== Segment start ==

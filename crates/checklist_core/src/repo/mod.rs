//! Repository layer over durable checklist storage.
//!
//! # Responsibility
//! - Define the persistence contract used by the collection store.
//! - Keep SQLite and JSON payload details out of the service layer.
//!
//! # Invariants
//! - The collection is written as one whole snapshot, never per checklist.
//! - The dark-mode preference lives under its own key.

pub mod collection_repo;
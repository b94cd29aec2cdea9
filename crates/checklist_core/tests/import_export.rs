use checklist_core::db::open_db_in_memory;
use checklist_core::{
    Checklist, ChecklistStore, ImportError, SqliteCollectionRepository, StoreError,
    SubmittedForm, SubmittedItem, SubmittedSection,
};
use rusqlite::Connection;
use serde_json::json;
use std::collections::HashSet;

fn open_store(conn: &Connection) -> ChecklistStore<SqliteCollectionRepository<'_>> {
    let repo = SqliteCollectionRepository::try_new(conn).unwrap();
    ChecklistStore::open(repo).unwrap()
}

fn seed_store(store: &mut ChecklistStore<SqliteCollectionRepository<'_>>) {
    let a320 = store
        .create(
            &SubmittedForm::new("A320 normal", Some("A320"))
                .section(SubmittedSection::new(
                    "Preflight",
                    vec![
                        SubmittedItem::new("BATT 1+2", "ON"),
                        SubmittedItem::new("EXT PWR", "ON").with_comment("if available"),
                    ],
                ))
                .section(SubmittedSection::new(
                    "Before Start",
                    vec![SubmittedItem::new("BEACON", "ON")],
                )),
        )
        .unwrap();
    let section = &a320.sections[0];
    store
        .toggle_item(a320.id, section.id, section.items[1].id)
        .unwrap();

    store
        .create(
            &SubmittedForm::new("Walkaround", None).section(SubmittedSection::new(
                "Exterior",
                vec![SubmittedItem {
                    name: "Pitot covers".to_string(),
                    action: None,
                    comment: Some("count them".to_string()),
                }],
            )),
        )
        .unwrap();
}

fn two_record_payload() -> serde_json::Value {
    json!([
        {
            "id": 1,
            "title": "C172 runup",
            "aircraft": "C172",
            "sections": [
                {"id": 2, "name": "Runup", "items": [
                    {"id": 3, "name": "Mags", "action": "CHECK", "completed": false},
                    {"id": 4, "name": "Carb heat", "action": "CHECK", "completed": true}
                ]}
            ],
            "createdAt": "2024-01-02T03:04:05Z"
        },
        {
            "id": 1,
            "title": "C172 shutdown",
            "aircraft": "C172",
            "checklists": [
                {"id": 2, "name": "Shutdown", "items": [
                    {"id": 3, "name": "Mixture", "action": "IDLE CUTOFF"}
                ]}
            ]
        }
    ])
}

fn all_identifiers(checklists: &[Checklist]) -> Vec<u64> {
    checklists.iter().flat_map(Checklist::identifiers).collect()
}

/// Content of a checklist with identifiers and timestamps stripped.
fn content(checklist: &Checklist) -> serde_json::Value {
    json!({
        "title": checklist.title,
        "aircraft": checklist.aircraft,
        "sections": checklist.sections.iter().map(|section| json!({
            "name": section.name,
            "items": section.items.iter().map(|item| json!({
                "name": item.name,
                "action": item.action,
                "comment": item.comment,
                "completed": item.completed,
            })).collect::<Vec<_>>(),
        })).collect::<Vec<_>>(),
    })
}

#[test]
fn import_appends_with_pairwise_distinct_identifiers() {
    let conn = open_db_in_memory().unwrap();
    let mut store = open_store(&conn);
    seed_store(&mut store);
    let before = store.len();

    let imported = store.import_batch(&two_record_payload()).unwrap();

    assert_eq!(imported.len(), 2);
    assert_eq!(store.len(), before + 2);
    assert_eq!(store.checklists()[before].title, "C172 runup");
    assert_eq!(store.checklists()[before + 1].title, "C172 shutdown");
    assert_eq!(imported[0], store.checklists()[before].id);

    let ids = all_identifiers(store.checklists());
    let distinct: HashSet<u64> = ids.iter().copied().collect();
    assert_eq!(distinct.len(), ids.len());
    assert!(!distinct.contains(&1));
    assert!(!distinct.contains(&0));
}

#[test]
fn import_keeps_completion_and_creation_time() {
    let conn = open_db_in_memory().unwrap();
    let mut store = open_store(&conn);

    store.import_batch(&two_record_payload()).unwrap();

    let runup = &store.checklists()[0];
    assert_eq!(runup.progress_counts(), (1, 2));
    assert_eq!(runup.created_at.to_rfc3339(), "2024-01-02T03:04:05+00:00");
    assert_eq!(store.checklists()[1].sections[0].name, "Shutdown");
}

#[test]
fn export_then_import_round_trips_content() {
    let conn = open_db_in_memory().unwrap();
    let mut source = open_store(&conn);
    seed_store(&mut source);
    let exported = source.export_all();

    let target_conn = open_db_in_memory().unwrap();
    let mut target = open_store(&target_conn);
    target
        .import_batch(&serde_json::to_value(&exported).unwrap())
        .unwrap();

    let original: Vec<_> = exported.iter().map(content).collect();
    let restored: Vec<_> = target.checklists().iter().map(content).collect();
    assert_eq!(restored, original);
    for (restored, original) in target.checklists().iter().zip(&exported) {
        assert_eq!(restored.created_at, original.created_at);
    }
}

#[test]
fn export_json_text_round_trips_through_import_json() {
    let conn = open_db_in_memory().unwrap();
    let mut source = open_store(&conn);
    seed_store(&mut source);
    let text = source.export_json().unwrap();
    assert!(text.starts_with('['));

    let target_conn = open_db_in_memory().unwrap();
    let mut target = open_store(&target_conn);
    target.import_json(&text).unwrap();

    let original: Vec<_> = source.checklists().iter().map(content).collect();
    let restored: Vec<_> = target.checklists().iter().map(content).collect();
    assert_eq!(restored, original);
}

#[test]
fn malformed_record_aborts_the_whole_batch() {
    let conn = open_db_in_memory().unwrap();
    let mut store = open_store(&conn);
    seed_store(&mut store);
    let before = store.export_all();

    let payload = json!([
        {"title": "fine", "sections": [{"name": "s", "items": [{"name": "i"}]}]},
        {"title": "broken", "sections": [{"name": "s", "items": [{"action": "ON"}]}]}
    ]);
    let err = store.import_batch(&payload).unwrap_err();

    match err {
        StoreError::Import(ImportError::MalformedRecord { index, .. }) => assert_eq!(index, 1),
        other => panic!("unexpected error: {other}"),
    }
    assert_eq!(store.export_all(), before);
}

#[test]
fn non_array_payload_is_rejected() {
    let conn = open_db_in_memory().unwrap();
    let mut store = open_store(&conn);

    let err = store
        .import_batch(&json!({"title": "x", "sections": []}))
        .unwrap_err();
    assert!(matches!(err, StoreError::Import(ImportError::NotAnArray)));

    let err = store.import_json("not json at all").unwrap_err();
    assert!(matches!(err, StoreError::Import(ImportError::InvalidJson(_))));
    assert!(store.is_empty());
}

#[test]
fn flat_steps_records_are_rejected() {
    let conn = open_db_in_memory().unwrap();
    let mut store = open_store(&conn);

    let payload = json!([{"id": 1, "title": "legacy", "steps": [{"id": 2, "name": "a"}]}]);
    let err = store.import_batch(&payload).unwrap_err();
    assert!(matches!(
        err,
        StoreError::Import(ImportError::LegacyStepsSchema { index: 0 })
    ));
    assert!(store.is_empty());
}

#[test]
fn imported_checklists_are_persisted() {
    let conn = open_db_in_memory().unwrap();
    {
        let mut store = open_store(&conn);
        store.import_batch(&two_record_payload()).unwrap();
    }

    let reopened = open_store(&conn);
    assert_eq!(reopened.len(), 2);
    let labels: Vec<String> = reopened.distinct_aircraft().into_iter().collect();
    assert_eq!(labels, vec!["C172".to_string()]);
}

#[test]
fn record_with_only_blank_names_is_rejected_without_commit() {
    let conn = open_db_in_memory().unwrap();
    let mut store = open_store(&conn);

    let err = store
        .import_json(r#"[{"title":"t","sections":[{"name":"   ","items":[{"name":"  "}]}]}]"#)
        .unwrap_err();

    assert!(matches!(
        err,
        StoreError::Import(ImportError::MalformedRecord { index: 0, .. })
    ));
    assert!(store.is_empty());
    assert!(open_store(&conn).is_empty());
}

#[test]
fn update_after_import_keeps_completion_of_padded_names() {
    let conn = open_db_in_memory().unwrap();
    let mut store = open_store(&conn);
    let payload = json!([{
        "title": "A320 normal",
        "aircraft": "A320",
        "sections": [{"name": "Preflight ", "items": [
            {"name": "BATT 1+2 ", "action": "ON", "completed": true},
            {"name": "EXT PWR", "action": "ON"}
        ]}]
    }]);
    let id = store.import_batch(&payload).unwrap()[0];
    let imported = store.get(id).unwrap();
    assert_eq!(imported.sections[0].name, "Preflight");
    assert_eq!(imported.sections[0].items[0].name, "BATT 1+2");

    let form = SubmittedForm::new("A320 normal", Some("A320")).section(SubmittedSection::new(
        "Preflight",
        vec![
            SubmittedItem::new("BATT 1+2", "ON"),
            SubmittedItem::new("EXT PWR", "ON"),
        ],
    ));
    let updated = store.update(id, &form).unwrap();

    let completed: Vec<bool> = updated.sections[0]
        .items
        .iter()
        .map(|item| item.completed)
        .collect();
    assert_eq!(completed, vec![true, false]);
}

== Segment end ==

WHAT THIS TASK INVOLVES:
Counting the lines of the material that hold the string "false", state the total and nothing besides.

FINAL ANSWER:
2